SUPPLIED ENTRIES START

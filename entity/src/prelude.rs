pub use super::admin_application::Entity as AdminApplication;
pub use super::application_cooldown::Entity as ApplicationCooldown;
pub use super::guild_settings::Entity as GuildSettings;
pub use super::left_member_grant::Entity as LeftMemberGrant;
pub use super::promotion_admin_role::Entity as PromotionAdminRole;
pub use super::promotion_ban::Entity as PromotionBan;
pub use super::promotion_grant::Entity as PromotionGrant;
pub use super::promotion_log::Entity as PromotionLog;
pub use super::responsibility::Entity as Responsibility;
pub use super::responsibility_member::Entity as ResponsibilityMember;
pub use super::responsibility_request::Entity as ResponsibilityRequest;
pub use super::responsibility_role::Entity as ResponsibilityRole;
pub use super::user_activity::Entity as UserActivity;
pub use super::user_activity_daily::Entity as UserActivityDaily;
use thiserror::Error;

#[derive(Error, Debug)]
pub enum ConfigError {
    /// Required environment variable is not set.
    ///
    /// Check `.env.example` for the required configuration variables.
    #[error("Missing required environment variable: {0}")]
    MissingEnvVar(String),

    /// Environment variable is set but its value cannot be used.
    #[error("Invalid value '{value}' for environment variable {name}")]
    InvalidEnvVar {
        /// Name of the environment variable
        name: String,
        /// The rejected value
        value: String,
    },
}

SUPPLIED ENTRIES END

**YOUR ASSIGNMENT:** Please set down the entire listing once more, exactly as it stands.

**TASK RESPONSE:**
filename entity/src/prelude.rs
pub use super::admin_application::Entity as AdminApplication;
pub use super::application_cooldown::Entity as ApplicationCooldown;
pub use super::guild_settings::Entity as GuildSettings;
pub use super::left_member_grant::Entity as LeftMemberGrant;
pub use super::promotion_admin_role::Entity as PromotionAdminRole;
pub use super::promotion_ban::Entity as PromotionBan;
pub use super::promotion_grant::Entity as PromotionGrant;
pub use super::promotion_log::Entity as PromotionLog;
pub use super::responsibility::Entity as Responsibility;
pub use super::responsibility_member::Entity as ResponsibilityMember;
pub use super::responsibility_request::Entity as ResponsibilityRequest;
pub use super::responsibility_role::Entity as ResponsibilityRole;
pub use super::user_activity::Entity as UserActivity;
pub use super::user_activity_daily::Entity as UserActivityDaily;
use thiserror::Error;

#[derive(Error, Debug)]
pub enum ConfigError {
    /// Required environment variable is not set.
    ///
    /// Check `.env.example` for the required configuration variables.
    #[error("Missing required environment variable: {0}")]
    MissingEnvVar(String),

    /// Environment variable is set but its value cannot be used.
    #[error("Invalid value '{value}' for environment variable {name}")]
    InvalidEnvVar {
        /// Name of the environment variable
        name: String,
        /// The rejected value
        value: String,
    },
}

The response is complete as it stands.